— Problem —
Search the material below for the word "message". Copy every line that has it.

----

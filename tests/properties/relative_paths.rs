//! Property tests for relative path handling and the exclude set.

use std::path::PathBuf;

use proptest::prelude::*;

use publisher::domain::value_objects::{join_remote, relative_posix, relative_remote, ExcludeSet};

fn segments() -> impl Strategy<Value = Vec<String>> {
    let segment = proptest::string::string_regex("[A-Za-z0-9._-]{1,12}")
        .unwrap()
        .prop_filter("no pseudo entries", |s| s != "." && s != "..");
    proptest::collection::vec(segment, 1..=5)
}

fn remote_root() -> impl Strategy<Value = String> {
    proptest::collection::vec("[a-z]{1,8}", 1..=3)
        .prop_map(|parts| format!("/{}", parts.join("/")))
}

proptest! {
    #![proptest_config(ProptestConfig {
        cases: 128,
        .. ProptestConfig::default()
    })]

    /// PROPERTY: Joining a relative path onto a root and stripping the root
    /// gives the relative path back.
    #[test]
    fn property_join_then_strip(root in remote_root(), parts in segments()) {
        let relative = parts.join("/");
        let full = join_remote(&root, &relative);
        prop_assert_eq!(relative_remote(&full, &root), Some(relative));
    }

    /// PROPERTY: Local relative paths always use `/`, whatever the platform.
    #[test]
    fn property_local_relative_is_posix(parts in segments()) {
        let root = PathBuf::from("project").join("dist");
        let mut path = root.clone();
        for part in &parts {
            path.push(part);
        }
        prop_assert_eq!(relative_posix(&path, &root), Some(parts.join("/")));
    }

    /// PROPERTY: An excluded directory covers every path below it but is
    /// only contained exactly.
    #[test]
    fn property_exclude_covers_descendants(dir in segments(), rest in segments()) {
        let excluded = dir.join("/");
        let set: ExcludeSet = [excluded.as_str()].into_iter().collect();
        let below = format!("{}/{}", excluded, rest.join("/"));

        prop_assert!(set.covers(&excluded));
        prop_assert!(set.covers(&below));
        prop_assert!(!set.contains(&below));
    }

    /// PROPERTY: A sibling that merely shares a prefix is not covered.
    #[test]
    fn property_prefix_sibling_not_covered(dir in segments(), suffix in "[a-z0-9]{1,4}") {
        let excluded = dir.join("/");
        let set: ExcludeSet = [excluded.as_str()].into_iter().collect();
        let sibling = format!("{}{}", excluded, suffix);

        prop_assert!(!set.covers(&sibling));
    }
}
//! Remote mirror
//!
//! Makes the remote destination an exact copy of the local output tree,
//! minus the exclude set, by replacement: every non-excluded remote entry is
//! deleted, then the local tree is uploaded in two walks (directories first,
//! then files).

use std::error::Error as _;
use std::fs::{self, File};
use std::io;
use std::path::Path;

use ignore::{DirEntry, WalkBuilder};

use crate::domain::ports::{PublishEvent, PublishEventSink, RemoteFileSystem, TransferError};
use crate::domain::value_objects::{join_remote, relative_posix, relative_remote, ExcludeSet};
use crate::error::PublishResult;

/// Counts from one mirror run
#[derive(Debug, Clone, Copy, Default, PartialEq, Eq)]
pub struct MirrorSummary {
    pub deleted: usize,
    pub excluded: usize,
    pub directories: usize,
    pub uploaded: usize,
}

pub struct RemoteMirror<'a> {
    client: &'a dyn RemoteFileSystem,
    destination: &'a str,
    exclude: &'a ExcludeSet,
    events: &'a dyn PublishEventSink,
    summary: MirrorSummary,
}

impl<'a> RemoteMirror<'a> {
    pub fn new(
        client: &'a dyn RemoteFileSystem,
        destination: &'a str,
        exclude: &'a ExcludeSet,
        events: &'a dyn PublishEventSink,
    ) -> Self {
        Self {
            client,
            destination,
            exclude,
            events,
            summary: MirrorSummary::default(),
        }
    }

    pub fn summary(&self) -> MirrorSummary {
        self.summary
    }

    /// Delete everything below `dir` that is not excluded, children first.
    ///
    /// Returns `true` when `dir` was left empty. A directory holding an
    /// excluded entry is kept.
    pub fn delete_remote(&mut self, dir: &str) -> PublishResult<bool> {
        let mut cleared = true;
        for entry in self.client.list(dir)? {
            if entry.is_pseudo() {
                continue;
            }
            let relative = relative_remote(&entry.full_path, self.destination)
                .unwrap_or_else(|| entry.name.clone());

            if self.exclude.covers(&relative) {
                tracing::debug!(path = %entry.full_path, "excluded from remote cleanup");
                self.excluded(entry.full_path);
                cleared = false;
                continue;
            }

            if entry.is_dir() {
                if !self.delete_remote(&entry.full_path)? {
                    cleared = false;
                    continue;
                }
                self.events.on_event(PublishEvent::RemoteDeleted {
                    path: entry.full_path.clone(),
                });
                self.client.remove_dir(&entry.full_path)?;
            } else {
                self.events.on_event(PublishEvent::RemoteDeleted {
                    path: entry.full_path.clone(),
                });
                self.client.remove_file(&entry.full_path)?;
            }
            self.summary.deleted += 1;
        }
        Ok(cleared)
    }

    /// Upload the local tree: every directory is created before any file is sent.
    pub fn upload_local(&mut self, local_root: &Path) -> PublishResult<()> {
        self.client.create_dir(self.destination)?;

        for entry in walk(local_root) {
            let entry = entry?;
            if entry.depth() == 0 || !is_dir(&entry) {
                continue;
            }
            let Some(relative) = self.admit(&entry, local_root) else {
                continue;
            };
            let remote = join_remote(self.destination, &relative);
            self.client.create_dir(&remote)?;
            self.events
                .on_event(PublishEvent::DirectoryCreated { path: remote });
            self.summary.directories += 1;
        }

        for entry in walk(local_root) {
            let entry = entry?;
            if is_dir(&entry) {
                continue;
            }
            let Some(relative) = self.admit(&entry, local_root) else {
                continue;
            };
            let remote = join_remote(self.destination, &relative);
            let mut file = File::open(entry.path()).map_err(|source| TransferError::Local {
                path: entry.path().to_path_buf(),
                source,
            })?;
            self.client.upload(&mut file, &remote)?;
            self.events.on_event(PublishEvent::FileUploaded { path: remote });
            self.summary.uploaded += 1;
        }
        Ok(())
    }

    /// Relative path of a local entry, or `None` when the exclude set covers it.
    ///
    /// Only the excluded entry itself is reported, not its descendants.
    fn admit(&mut self, entry: &DirEntry, local_root: &Path) -> Option<String> {
        let relative = relative_posix(entry.path(), local_root)?;
        if self.exclude.contains(&relative) {
            self.excluded(join_remote(self.destination, &relative));
            return None;
        }
        if self.exclude.covers(&relative) {
            return None;
        }
        Some(relative)
    }

    fn excluded(&mut self, path: String) {
        self.events.on_event(PublishEvent::Excluded { path });
        self.summary.excluded += 1;
    }
}

fn walk(root: &Path) -> impl Iterator<Item = Result<DirEntry, TransferError>> + '_ {
    WalkBuilder::new(root)
        .standard_filters(false)
        .follow_links(true)
        .sort_by_file_name(|a, b| a.cmp(b))
        .build()
        .map(move |entry| entry.map_err(|e| walk_error(root, e)))
}

fn walk_error(root: &Path, err: ignore::Error) -> TransferError {
    let path = error_path(&err).unwrap_or(root).to_path_buf();
    let message = err.to_string();
    let source = err
        .into_io_error()
        .map(os_error)
        .unwrap_or_else(|| io::Error::new(io::ErrorKind::Other, message));
    TransferError::Local { path, source }
}

/// Strip the walker's path context from an error, keeping the OS error.
fn os_error(err: io::Error) -> io::Error {
    let code = err
        .get_ref()
        .and_then(|inner| inner.source())
        .and_then(|source| source.downcast_ref::<io::Error>())
        .and_then(io::Error::raw_os_error);
    match code {
        Some(code) => io::Error::from_raw_os_error(code),
        None => err,
    }
}

/// Innermost path an `ignore` error was raised for
fn error_path(err: &ignore::Error) -> Option<&Path> {
    match err {
        ignore::Error::WithPath { path, err } => error_path(err).or(Some(path.as_path())),
        ignore::Error::WithDepth { err, .. } | ignore::Error::WithLineNumber { err, .. } => {
            error_path(err)
        }
        _ => None,
    }
}

fn is_dir(entry: &DirEntry) -> bool {
    entry.file_type().is_some_and(|t| t.is_dir())
}

/// Remove the local output tree. Only called after a successful upload.
pub fn cleanup_output(output_dir: &Path) -> PublishResult<()> {
    if output_dir.exists() {
        fs::remove_dir_all(output_dir)?;
        tracing::info!(path = %output_dir.display(), "removed local output");
    }
    Ok(())
}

----

— Task answer —
    let message = err.to_string();
        .unwrap_or_else(|| io::Error::new(io::ErrorKind::Other, message));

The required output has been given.